OAK, une IA qui réinterprète les images selon la tâche à accomplir
Des chercheurs associés à l’Université du Michigan ont conçu OAK, un système capable de revoir la façon dont il classe une image selon la tâche demandée. En combinant indices linguistiques et analyse visuelle, cette approche entend reconnaître des concepts connus, mais aussi faire émerger des catégories inédites.

Une image ne porte pas une seule signification. Une paire de chaussures peut être un produit à vendre, un élément d’une tenue, un objet à ranger ou l’indice d’une activité sportive. Pourtant, les systèmes classiques de reconnaissance d’images ont longtemps été conçus pour attribuer des étiquettes stables, comme « chaussure », « sac » ou « personne ». Un travail de recherche associé à l’Université du Michigan propose de changer ce point de départ : au lieu de demander seulement ce qui figure dans une image, il s’agit de demander ce qui compte dans un contexte précis.
Baptisée Open Ad-hoc Categorization, ou OAK, cette méthode a été élaborée par une équipe de chercheurs de l’Université du Michigan, avec des contributions du Centre Bosch pour l’IA et d’autres institutions académiques. Son ambition est de rendre la catégorisation visuelle plus souple : un même contenu peut être interprété selon une consigne, un objectif ou une situation, tout en laissant au système la possibilité d’identifier des regroupements qui n’avaient pas été prévus à l’avance.
Pourquoi les catégories fixes ne suffisent-elles pas ?
La reconnaissance d’images traditionnelle part souvent d’un inventaire fermé. Le modèle apprend des exemples étiquetés et doit ensuite choisir la classe la plus appropriée parmi celles qu’il connaît déjà. Cette approche convient lorsqu’une question simple est posée, par exemple : « Y a-t-il un chien sur cette photo ? » Elle devient moins adaptée quand la demande dépend d’un objectif concret.

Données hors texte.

async fn run_poll<T, D, S>(inner: Arc<Inner<T, D, S>>)
where
    T: Transport,
    D: Decoder,
    S: PublisherSink,
{
    let _in_flight = InFlightGuard(&*inner);

    let _permit = match &inner.context.permits {
        Some(permits) => Arc::clone(permits).acquire_owned().await.ok(),
        None => None,
    };

    let recoverable_auth = inner.config.recoverable_auth;
    let outcome = inner
        .context
        .fetch_and_decode(&inner.config, &inner.session)
        .await;
    let result = PollResult::from_outcome(outcome, recoverable_auth);

    if inner.is_stopped() {
        tracing::debug!(device_id = %inner.device_id, "Discarding poll result of stopped scheduler");
        return;
    }

    let (transition, session_id) = {
        let mut session = inner.session.lock();
        let transition = session.on_result(result);
        (transition, session.session_id())
    };

    match &transition.stop {
        Some(reason) => {
            tracing::warn!(
                device_id = %inner.device_id,
                %session_id,
                reason = ?reason,
                "Polling stopped"
            );
            inner.set_stopped(reason.clone());
        }
        None => inner.set_running_state(PollState::Scheduled),
    }

    if transition.interval_changed {
        inner.rearm.notify_one();
    }

    tracing::debug!(
        device_id = %inner.device_id,
        %session_id,
        deltas = transition.deltas.len(),
        status_changed = transition.status.is_some(),
        "Poll finished"
    );

    if let Some(status) = transition.status {
        if inner.is_cancelled() {
            return;
        }
        inner.context.report_status(&inner.device_id, status).await;
    }
    for delta in transition.deltas {
        if inner.is_cancelled() {
            tracing::debug!(
                device_id = %inner.device_id,
                "Scheduler stopped, dropping remaining updates"
            );
            return;
        }
        inner.context.publish(&inner.device_id, delta).await;
    }
}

Prenons le cas d’un vide-grenier. Si l’on cherche les objets susceptibles d’être vendus, une image contenant des chaussures peut conduire à une catégorie plus large que les seules chaussures. Des casquettes, des bagages ou des sacs peuvent devenir pertinents, même s’ils ne se ressemblent pas nécessairement sur le plan visuel. Ce qui les rapproche est le contexte de vente, non une forme identique.
C’est cette capacité de regroupement circonstanciel que vise OAK. Le terme « ad-hoc » désigne ici des catégories formées pour un besoin donné. Elles ne sont pas nécessairement inscrites dans un catalogue universel et immuable. Le système doit donc concilier deux exigences : reconnaître ce qu’il sait déjà identifier, puis rester ouvert aux objets ou concepts qui prennent du sens dans la situation décrite.
OAK, une catégorisation visuelle guidée par le contexte
Le principe d’OAK consiste à détecter les interprétations possibles d’une image en fonction de plusieurs contextes. Au lieu d’associer une photo à une seule lecture, le modèle peut modifier son attention selon l’instruction reçue.
Cette différence est importante. Dans une classification fixe, une personne tenant une tasse pourrait être décrite à partir d’objets visibles, comme une personne et une tasse. Avec une approche contextuelle, l’interprétation peut mettre l’accent sur une action, une scène de consommation ou un ensemble d’articles, selon la question posée. L’image ne change pas, mais la manière utile de l’organiser en catégories, elle, évolue.
Cette souplesse ne signifie pas que l’IA comprend le monde comme un humain. Elle traduit plutôt une consigne en critères de sélection visuelle et sémantique. Le système apprend ainsi quelles parties de l’image doivent être mises en avant pour répondre à un contexte donné, sans recevoir pour chaque cas une directive explicite indiquant précisément où regarder.
| Approche évaluée | Logique de catégorisation | Ce que le contexte apporte |
|---|---|---|
| Classification traditionnelle | Une image est rattachée à des classes connues et stables, comme « chaise » ou « chien ». | Peu de marge pour reformuler la tâche ou faire émerger une classe non prévue. |
| Open Ad-hoc Categorization, OAK | Les catégories peuvent être reformulées selon l’objectif et enrichies par de nouveaux regroupements. | Le système sélectionne les éléments pertinents pour la situation décrite. |
Comment OAK s’appuie sur CLIP et des tokens contextuels
Pour construire OAK, les chercheurs ont étendu CLIP, un modèle de vision et de langage. Ce type de système rapproche des images et des descriptions écrites dans un espace de représentation commun. En pratique, il peut apprendre qu’une image et une expression textuelle ont un lien, ce qui permet de comparer ce qui est vu à ce qui est demandé avec des mots.
L’équipe a ajouté à cette base des tokens contextuels. Dans les modèles d’IA, un token est une unité de représentation manipulée par le système. Ici, ces tokens servent à intégrer les éléments d’instruction qui précisent le cadre dans lequel l’image doit être interprétée. Ils permettent au modèle d’apprendre que l’importance d’un détail dépend de la demande formulée.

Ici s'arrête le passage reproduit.